SmartPlanet anointed it No. 2 in these dubious global sweepstakes.

Why? Pollution, crime, and a rising cost of living that makes the city Africa’s most expensive.

PricewaterhouseCoopers predicts that Nairobi and Dar es Salaam will join the ranks of global “super-cities” by 2030.

Whether that is a blessing or a curse depends on your confidence that Kenya can put this swelling new generation of youth to work.

At a meeting last week of the East Africa Association, Kenya’s biggest business boosters, confidence did not run high.

Some noted a startling new report from Standard Bank of South Africa, suggesting that a whopping 83 per cent of Kenyans live below the official $1.25 a day poverty line.

The country’s small middle class may be growing, it concluded, but the operative word is “small” — only four per cent of the population, compared to Angola at 29 per cent and Zambia at 10 per cent.

The latest UN Human Development Report highlighted the breadth of this national income gap. The richest 20 per cent of Kenyans enjoyed incomes 11 times higher than the poorest quintile.

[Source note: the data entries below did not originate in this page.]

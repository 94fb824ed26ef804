//! Observability configuration: logging and the sweep journal
//!
//! - Logging: level, file output, rotation
//! - Journal: JSON Lines record of every sweep event

use serde::Deserialize;
use std::path::PathBuf;

// ─────────────────────────────────────────────────────────────────────────────
// Log Rotation
// ─────────────────────────────────────────────────────────────────────────────

/// Log file rotation strategy
#[derive(Debug, Clone, Default, PartialEq, Eq)]
pub enum LogRotation {
    /// Rotate log files hourly
    Hourly,
    /// Rotate log files daily (default)
    #[default]
    Daily,
    /// Never rotate - single log file
    Never,
}

impl LogRotation {
    /// Parse rotation string from config
    pub fn parse(s: &str) -> Self {
        match s.to_lowercase().as_str() {
            "hourly" => Self::Hourly,
            "never" => Self::Never,
            _ => Self::Daily, // Default to daily for unknown values
        }
    }

    /// Convert to string for TOML serialization
    pub fn as_str(&self) -> &'static str {
        match self {
            Self::Hourly => "hourly",
            Self::Daily => "daily",
            Self::Never => "never",
        }
    }
}

// ─────────────────────────────────────────────────────────────────────────────
// Logging Configuration
// ─────────────────────────────────────────────────────────────────────────────

/// Logging configuration
#[derive(Debug, Clone, PartialEq, Eq)]
pub struct LoggingConfig {
    /// Log level: trace, debug, info, warn, error
    pub level: String,
    /// Enable file logging (in addition to stderr)
    pub file_enabled: bool,
    /// Directory for log files
    pub file_dir: PathBuf,
    /// Log file rotation strategy
    pub file_rotation: LogRotation,
    /// Prefix for log file names (e.g., "replysweep" -> "replysweep.2024-01-15")
    pub file_prefix: String,
}

impl Default for LoggingConfig {
    fn default() -> Self {
        Self {
            level: "info".to_string(),
            file_enabled: false, // Opt-in feature
            file_dir: PathBuf::from("./logs/trace"),
            file_rotation: LogRotation::Daily,
            file_prefix: "replysweep".to_string(),
        }
    }
}

/// Logging settings as loaded from config file
#[derive(Debug, Deserialize, Default)]
pub struct FileLogging {
    pub level: Option<String>,
    pub file_enabled: Option<bool>,
    pub file_dir: Option<String>,
    pub file_rotation: Option<String>,
    pub file_prefix: Option<String>,
}

impl LoggingConfig {
    /// Create from file config with defaults
    pub fn from_file(file: Option<FileLogging>) -> Self {
        let file = file.unwrap_or_default();
        let defaults = Self::default();

        Self {
            level: file.level.unwrap_or(defaults.level),
            file_enabled: file.file_enabled.unwrap_or(defaults.file_enabled),
            file_dir: file
                .file_dir
                .map(PathBuf::from)
                .unwrap_or(defaults.file_dir),
            file_rotation: file
                .file_rotation
                .map(|s| LogRotation::parse(&s))
                .unwrap_or(defaults.file_rotation),
            file_prefix: file.file_prefix.unwrap_or(defaults.file_prefix),
        }
    }
}

// ─────────────────────────────────────────────────────────────────────────────
// Journal Configuration
// ─────────────────────────────────────────────────────────────────────────────

/// Sweep journal configuration
#[derive(Debug, Clone, PartialEq, Eq)]
pub struct JournalConfig {
    /// Write sweep events to a JSONL file per session
    pub enabled: bool,
    /// Directory for journal files
    pub dir: PathBuf,
}

impl Default for JournalConfig {
    fn default() -> Self {
        Self {
            enabled: false, // Opt-in feature
            dir: PathBuf::from("./logs"),
        }
    }
}

/// Journal settings as loaded from config file
#[derive(Debug, Deserialize, Default)]
pub struct FileJournal {
    pub enabled: Option<bool>,
    pub dir: Option<String>,
}

impl JournalConfig {
    /// Create from file config with defaults
    pub fn from_file(file: Option<FileJournal>) -> Self {
        let file = file.unwrap_or_default();
        let defaults = Self::default();

        Self {
            enabled: file.enabled.unwrap_or(defaults.enabled),
            dir: file.dir.map(PathBuf::from).unwrap_or(defaults.dir),
        }
    }
}
// Events that flow from the watchers and the discovery loop to the sinks
//
// Every decision the cleaner makes (a root attached, a node removed, a sweep
// finished, a root released) becomes one SweepEvent. The CLI prints them, the
// demo narrates them and the journal writes them to disk as JSON Lines.

use crate::dom::NodeId;
use crate::sweeper::{SweepReport, SweepStrategy};
use chrono::{DateTime, Utc};
use serde::{Deserialize, Serialize};
use tokio::sync::mpsc;

/// Sender half handed to watchers and the discovery loop
pub type EventSink = mpsc::UnboundedSender<SweepEvent>;

/// What caused a sweep to run
#[derive(Debug, Clone, Copy, PartialEq, Eq, Serialize, Deserialize)]
#[serde(rename_all = "snake_case")]
pub enum SweepTrigger {
    /// First pass when discovery found the root
    Discovery,
    /// A batch of change notifications under the root
    Mutation,
    /// One-shot run from the CLI
    Manual,
}

/// Main event type that flows through the application
#[derive(Debug, Clone, Serialize, Deserialize)]
#[serde(tag = "type")] // Creates JSON like {"type": "NodeRemoved", ...}
pub enum SweepEvent {
    /// Discovery found a new compose root and attached a watcher
    RootAttached {
        timestamp: DateTime<Utc>,
        root: NodeId,
        selector: String,
    },

    /// A reply-chain node was removed
    NodeRemoved {
        timestamp: DateTime<Utc>,
        root: NodeId,
        node: NodeId,
        tag: String,
        strategy: SweepStrategy,
        heuristic: String,
        trigger: SweepTrigger,
    },

    /// A sweep finished (emitted for no-op sweeps too)
    SweepCompleted {
        timestamp: DateTime<Utc>,
        root: NodeId,
        removed: usize,
        examined: usize,
        trigger: SweepTrigger,
        /// Notification records folded into this sweep (0 outside the watcher)
        batch_size: usize,
    },

    /// A processed root left the document; its mark was pruned
    RootReleased {
        timestamp: DateTime<Utc>,
        root: NodeId,
    },
}

impl SweepEvent {
    /// Expand a sweep report into one event per removal plus a summary
    pub fn from_report(
        report: &SweepReport,
        trigger: SweepTrigger,
        batch_size: usize,
    ) -> Vec<Self> {
        let timestamp = Utc::now();
        let mut events: Vec<Self> = report
            .removals
            .iter()
            .map(|removal| SweepEvent::NodeRemoved {
                timestamp,
                root: report.root,
                node: removal.node,
                tag: removal.tag.clone(),
                strategy: removal.strategy,
                heuristic: removal.heuristic.clone(),
                trigger,
            })
            .collect();

        events.push(SweepEvent::SweepCompleted {
            timestamp,
            root: report.root,
            removed: report.removed_count(),
            examined: report.examined,
            trigger,
            batch_size,
        });
        events
    }

    /// One-line human description for terminal output
    pub fn describe(&self) -> String {
        match self {
            SweepEvent::RootAttached { root, selector, .. } => {
                format!("attached {} (matched {})", root, selector)
            }
            SweepEvent::NodeRemoved {
                root,
                node,
                tag,
                strategy,
                heuristic,
                ..
            } => format!(
                "removed <{}> {} under {} [{} / {}]",
                tag,
                node,
                root,
                strategy.as_str(),
                heuristic
            ),
            SweepEvent::SweepCompleted {
                root,
                removed,
                examined,
                trigger,
                batch_size,
                ..
            } => format!(
                "swept {} ({:?}, batch {}): {} removed, {} examined",
                root, trigger, batch_size, removed, examined
            ),
            SweepEvent::RootReleased { root, .. } => format!("released {}", root),
        }
    }
}

/// Send events, ignoring a closed sink
pub fn publish(sink: Option<&EventSink>, events: impl IntoIterator<Item = SweepEvent>) {
    let Some(sink) = sink else {
        return;
    };
    for event in events {
        // Receiver dropped means nobody is listening anymore
        if sink.send(event).is_err() {
            break;
        }
    }
}

/// Totals over a stream of events
#[derive(Debug, Clone, Default, PartialEq, Eq)]
pub struct Stats {
    pub roots_attached: usize,
    pub roots_released: usize,
    pub sweeps: usize,
    pub noop_sweeps: usize,
    pub nodes_removed: usize,
}

impl Stats {
    pub fn record(&mut self, event: &SweepEvent) {
        match event {
            SweepEvent::RootAttached { .. } => self.roots_attached += 1,
            SweepEvent::RootReleased { .. } => self.roots_released += 1,
            SweepEvent::NodeRemoved { .. } => self.nodes_removed += 1,
            SweepEvent::SweepCompleted { removed, .. } => {
                self.sweeps += 1;
                if *removed == 0 {
                    self.noop_sweeps += 1;
                }
            }
        }
    }
}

Nervous talk of economic fundamentals did not improve the mood. Thanks to Al-Shabaab, tourism on the Mombasa coast is at death’s door.

Thanks as well to drought and disease, maize production is down sharply and food stocks are low.

Add in a looming trade war with Europe, uncertainties over devolution, political insecurity, and the rise of official corruption, and some might reasonably conclude that Kenya is sliding off the rails.

GRAIN OF SALT

Fortunately, not everything you read in economic reports is true. Consider Nairobi’s dismal standing in urban livability.

According to the ranksters, London also counts among the world’s least livable cities.

By contrast, the capital of the American rust belt, Detroit, was deemed a better place to live than either of these global capitals.

Really? Sorry, Detroit, but I defy anyone who has been there to choose Motown over our town. Bottom line: Read your economic studies with a grain of salt.

Michael Meyer is dean of the Graduate School of Media and Communications at Aga Khan University in Nairobi.